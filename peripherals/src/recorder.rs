//! Environmental data recorder: BME688 readings appended to a text log.

use core::fmt::Write;

use heapless::String;

use crate::bme688::Measurement;
use crate::sdcard::FileStore;

pub const LOG_DIR: &str = "logs";
pub const LOG_PATH: &str = "logs/log.txt";
pub const FALLBACK_LOG_PATH: &str = "log.txt";

pub const RECORD_COUNT: usize = 10;
pub const RECORD_INTERVAL_MS: u64 = 1000;

pub const LINE_CAPACITY: usize = 128;

/// One log line, newline terminated.
pub fn format_record(timestamp_ms: u64, m: &Measurement) -> String<LINE_CAPACITY> {
    let mut line = String::new();
    // Worst case is well under the capacity; a failed write only truncates.
    let _ = writeln!(
        line,
        "Timestamp: {} ms, Temp: {:.2} C, Press: {:.2} hPa, Hum: {:.2} %, Gas: {:.2} KOhms",
        timestamp_ms,
        m.temperature,
        m.pressure_hpa(),
        m.humidity,
        m.gas_resistance_kohm()
    );
    line
}

/// Appends formatted records to the log file chosen at construction.
pub struct Recorder {
    path: &'static str,
    written: usize,
}

impl Recorder {
    /// Makes sure `logs/` exists. When it cannot be created the log goes to
    /// the volume root instead.
    pub fn prepare<S: FileStore>(store: &mut S) -> Self {
        let in_dir = match store.directory_exists(LOG_DIR) {
            Ok(true) => true,
            _ => store.create_directory(LOG_DIR).is_ok(),
        };
        Self {
            path: if in_dir { LOG_PATH } else { FALLBACK_LOG_PATH },
            written: 0,
        }
    }

    pub fn path(&self) -> &'static str {
        self.path
    }

    /// Records appended successfully so far.
    pub fn written(&self) -> usize {
        self.written
    }

    pub fn record<S: FileStore>(
        &mut self,
        store: &mut S,
        timestamp_ms: u64,
        m: &Measurement,
    ) -> Result<(), S::Error> {
        let line = format_record(timestamp_ms, m);
        store.write_file(self.path, line.as_bytes())?;
        self.written += 1;
        Ok(())
    }
}

#[cfg(test)]
mod tests {
    use super::*;
    use std::collections::BTreeMap;
    use std::string::String as StdString;
    use std::vec::Vec;

    #[derive(Default)]
    struct MemStore {
        dirs: Vec<StdString>,
        files: BTreeMap<StdString, Vec<u8>>,
        read_only: bool,
    }

    impl FileStore for MemStore {
        type Error = ();

        fn write_file(&mut self, path: &str, data: &[u8]) -> Result<(), ()> {
            if self.read_only {
                return Err(());
            }
            self.files
                .entry(path.into())
                .or_default()
                .extend_from_slice(data);
            Ok(())
        }

        fn create_directory(&mut self, path: &str) -> Result<(), ()> {
            if self.read_only {
                return Err(());
            }
            self.dirs.push(path.into());
            Ok(())
        }

        fn directory_exists(&mut self, path: &str) -> Result<bool, ()> {
            Ok(self.dirs.iter().any(|d| d == path))
        }
    }

    fn sample() -> Measurement {
        Measurement {
            temperature: 23.456,
            pressure: 101_325.0,
            humidity: 41.2,
            gas_resistance: 12_345.0,
            gas_valid: true,
            heater_stable: true,
        }
    }

    #[test]
    fn formats_two_decimals_and_units() {
        let line = format_record(1234, &sample());
        assert_eq!(
            line.as_str(),
            "Timestamp: 1234 ms, Temp: 23.46 C, Press: 1013.25 hPa, Hum: 41.20 %, Gas: 12.35 KOhms\n"
        );
    }

    #[test]
    fn creates_log_directory() {
        let mut store = MemStore::default();
        let recorder = Recorder::prepare(&mut store);
        assert_eq!(recorder.path(), LOG_PATH);
        assert_eq!(store.dirs, vec![LOG_DIR]);
    }

    #[test]
    fn existing_directory_is_reused() {
        let mut store = MemStore {
            dirs: vec![LOG_DIR.into()],
            ..MemStore::default()
        };
        let recorder = Recorder::prepare(&mut store);
        assert_eq!(recorder.path(), LOG_PATH);
        assert_eq!(store.dirs.len(), 1);
    }

    #[test]
    fn falls_back_to_root_when_mkdir_fails() {
        let mut store = MemStore {
            read_only: true,
            ..MemStore::default()
        };
        let recorder = Recorder::prepare(&mut store);
        assert_eq!(recorder.path(), FALLBACK_LOG_PATH);
    }

    #[test]
    fn appends_and_counts_successful_records() {
        let mut store = MemStore::default();
        let mut recorder = Recorder::prepare(&mut store);
        recorder.record(&mut store, 0, &sample()).unwrap();
        recorder.record(&mut store, 1000, &sample()).unwrap();
        assert_eq!(recorder.written(), 2);

        let text = StdString::from_utf8(store.files[LOG_PATH].clone()).unwrap();
        assert_eq!(text.lines().count(), 2);
        assert!(text.lines().nth(1).unwrap().starts_with("Timestamp: 1000 ms"));

        store.read_only = true;
        assert!(recorder.record(&mut store, 2000, &sample()).is_err());
        assert_eq!(recorder.written(), 2);
    }
}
========================
• [To do] Please copy the data above in its entirety, exactly as written.

• [Exercise response]
filename peripherals/src/recorder.rs
//! Environmental data recorder: BME688 readings appended to a text log.

use core::fmt::Write;

use heapless::String;

use crate::bme688::Measurement;
use crate::sdcard::FileStore;

pub const LOG_DIR: &str = "logs";
pub const LOG_PATH: &str = "logs/log.txt";
pub const FALLBACK_LOG_PATH: &str = "log.txt";

pub const RECORD_COUNT: usize = 10;
pub const RECORD_INTERVAL_MS: u64 = 1000;

pub const LINE_CAPACITY: usize = 128;

/// One log line, newline terminated.
pub fn format_record(timestamp_ms: u64, m: &Measurement) -> String<LINE_CAPACITY> {
    let mut line = String::new();
    // Worst case is well under the capacity; a failed write only truncates.
    let _ = writeln!(
        line,
        "Timestamp: {} ms, Temp: {:.2} C, Press: {:.2} hPa, Hum: {:.2} %, Gas: {:.2} KOhms",
        timestamp_ms,
        m.temperature,
        m.pressure_hpa(),
        m.humidity,
        m.gas_resistance_kohm()
    );
    line
}

/// Appends formatted records to the log file chosen at construction.
pub struct Recorder {
    path: &'static str,
    written: usize,
}

impl Recorder {
    /// Makes sure `logs/` exists. When it cannot be created the log goes to
    /// the volume root instead.
    pub fn prepare<S: FileStore>(store: &mut S) -> Self {
        let in_dir = match store.directory_exists(LOG_DIR) {
            Ok(true) => true,
            _ => store.create_directory(LOG_DIR).is_ok(),
        };
        Self {
            path: if in_dir { LOG_PATH } else { FALLBACK_LOG_PATH },
            written: 0,
        }
    }

    pub fn path(&self) -> &'static str {
        self.path
    }

    /// Records appended successfully so far.
    pub fn written(&self) -> usize {
        self.written
    }

    pub fn record<S: FileStore>(
        &mut self,
        store: &mut S,
        timestamp_ms: u64,
        m: &Measurement,
    ) -> Result<(), S::Error> {
        let line = format_record(timestamp_ms, m);
        store.write_file(self.path, line.as_bytes())?;
        self.written += 1;
        Ok(())
    }
}

#[cfg(test)]
mod tests {
    use super::*;
    use std::collections::BTreeMap;
    use std::string::String as StdString;
    use std::vec::Vec;

    #[derive(Default)]
    struct MemStore {
        dirs: Vec<StdString>,
        files: BTreeMap<StdString, Vec<u8>>,
        read_only: bool,
    }

    impl FileStore for MemStore {
        type Error = ();

        fn write_file(&mut self, path: &str, data: &[u8]) -> Result<(), ()> {
            if self.read_only {
                return Err(());
            }
            self.files
                .entry(path.into())
                .or_default()
                .extend_from_slice(data);
            Ok(())
        }

        fn create_directory(&mut self, path: &str) -> Result<(), ()> {
            if self.read_only {
                return Err(());
            }
            self.dirs.push(path.into());
            Ok(())
        }

        fn directory_exists(&mut self, path: &str) -> Result<bool, ()> {
            Ok(self.dirs.iter().any(|d| d == path))
        }
    }

    fn sample() -> Measurement {
        Measurement {
            temperature: 23.456,
            pressure: 101_325.0,
            humidity: 41.2,
            gas_resistance: 12_345.0,
            gas_valid: true,
            heater_stable: true,
        }
    }

    #[test]
    fn formats_two_decimals_and_units() {
        let line = format_record(1234, &sample());
        assert_eq!(
            line.as_str(),
            "Timestamp: 1234 ms, Temp: 23.46 C, Press: 1013.25 hPa, Hum: 41.20 %, Gas: 12.35 KOhms\n"
        );
    }

    #[test]
    fn creates_log_directory() {
        let mut store = MemStore::default();
        let recorder = Recorder::prepare(&mut store);
        assert_eq!(recorder.path(), LOG_PATH);
        assert_eq!(store.dirs, vec![LOG_DIR]);
    }

    #[test]
    fn existing_directory_is_reused() {
        let mut store = MemStore {
            dirs: vec![LOG_DIR.into()],
            ..MemStore::default()
        };
        let recorder = Recorder::prepare(&mut store);
        assert_eq!(recorder.path(), LOG_PATH);
        assert_eq!(store.dirs.len(), 1);
    }

    #[test]
    fn falls_back_to_root_when_mkdir_fails() {
        let mut store = MemStore {
            read_only: true,
            ..MemStore::default()
        };
        let recorder = Recorder::prepare(&mut store);
        assert_eq!(recorder.path(), FALLBACK_LOG_PATH);
    }

    #[test]
    fn appends_and_counts_successful_records() {
        let mut store = MemStore::default();
        let mut recorder = Recorder::prepare(&mut store);
        recorder.record(&mut store, 0, &sample()).unwrap();
        recorder.record(&mut store, 1000, &sample()).unwrap();
        assert_eq!(recorder.written(), 2);

        let text = StdString::from_utf8(store.files[LOG_PATH].clone()).unwrap();
        assert_eq!(text.lines().count(), 2);
        assert!(text.lines().nth(1).unwrap().starts_with("Timestamp: 1000 ms"));

        store.read_only = true;
        assert!(recorder.record(&mut store, 2000, &sample()).is_err());
        assert_eq!(recorder.written(), 2);
    }
}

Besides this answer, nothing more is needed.